▶ REQUIREMENT
Your answer should consist of each line below that contains the string "CommentRecord".

☆ ☆ ☆ ☆

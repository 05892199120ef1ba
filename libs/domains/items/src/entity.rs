//! Sea-ORM entities for the items and comments tables

pub mod item {
    use sea_orm::ActiveValue::Set;
    use sea_orm::entity::prelude::*;
    use serde::{Deserialize, Serialize};

    use crate::models::{CreateItem, Item};

    #[derive(Clone, Debug, PartialEq, DeriveEntityModel, Serialize, Deserialize)]
    #[sea_orm(table_name = "items")]
    pub struct Model {
        #[sea_orm(primary_key, auto_increment = false)]
        pub id: Uuid,
        pub name: String,
        pub description: String,
        pub available: bool,
        pub owner_id: Uuid,
        pub request_id: Option<Uuid>,
        pub created_at: DateTimeWithTimeZone,
        pub updated_at: DateTimeWithTimeZone,
    }

    #[derive(Copy, Clone, Debug, EnumIter, DeriveRelation)]
    pub enum Relation {}

    impl ActiveModelBehavior for ActiveModel {}

    impl From<Model> for Item {
        fn from(model: Model) -> Self {
            Self {
                id: model.id,
                owner_id: model.owner_id,
                name: model.name,
                description: model.description,
                available: model.available,
                request_id: model.request_id,
                created_at: model.created_at.into(),
                updated_at: model.updated_at.into(),
            }
        }
    }

    impl ActiveModel {
        pub fn from_create(owner_id: Uuid, input: CreateItem) -> Self {
            let now = chrono::Utc::now();
            Self {
                id: Set(Uuid::now_v7()),
                name: Set(input.name),
                description: Set(input.description),
                available: Set(input.available),
                owner_id: Set(owner_id),
                request_id: Set(input.request_id),
                created_at: Set(now.into()),
                updated_at: Set(now.into()),
            }
        }
    }
}

pub mod comment {
    use sea_orm::ActiveValue::Set;
    use sea_orm::entity::prelude::*;
    use serde::{Deserialize, Serialize};

    use crate::models::CommentRecord;

    #[derive(Clone, Debug, PartialEq, DeriveEntityModel, Serialize, Deserialize)]
    #[sea_orm(table_name = "comments")]
    pub struct Model {
        #[sea_orm(primary_key, auto_increment = false)]
        pub id: Uuid,
        pub text: String,
        pub item_id: Uuid,
        pub author_id: Uuid,
        pub created_at: DateTimeWithTimeZone,
    }

    #[derive(Copy, Clone, Debug, EnumIter, DeriveRelation)]
    pub enum Relation {}

    impl ActiveModelBehavior for ActiveModel {}

    impl From<Model> for CommentRecord {
        fn from(model: Model) -> Self {
            Self {
                id: model.id,
                item_id: model.item_id,
                author_id: model.author_id,
                text: model.text,
                created_at: model.created_at.into(),
            }
        }
    }

    impl ActiveModel {
        pub fn new(item_id: Uuid, author_id: Uuid, text: String) -> Self {
            Self {
                id: Set(Uuid::now_v7()),
                text: Set(text),
                item_id: Set(item_id),
                author_id: Set(author_id),
                created_at: Set(chrono::Utc::now().into()),
            }
        }
    }
}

☆ ☆ ☆ ☆

▶ ANSWER FOR THE TASK
    use crate::models::CommentRecord;
    impl From<Model> for CommentRecord {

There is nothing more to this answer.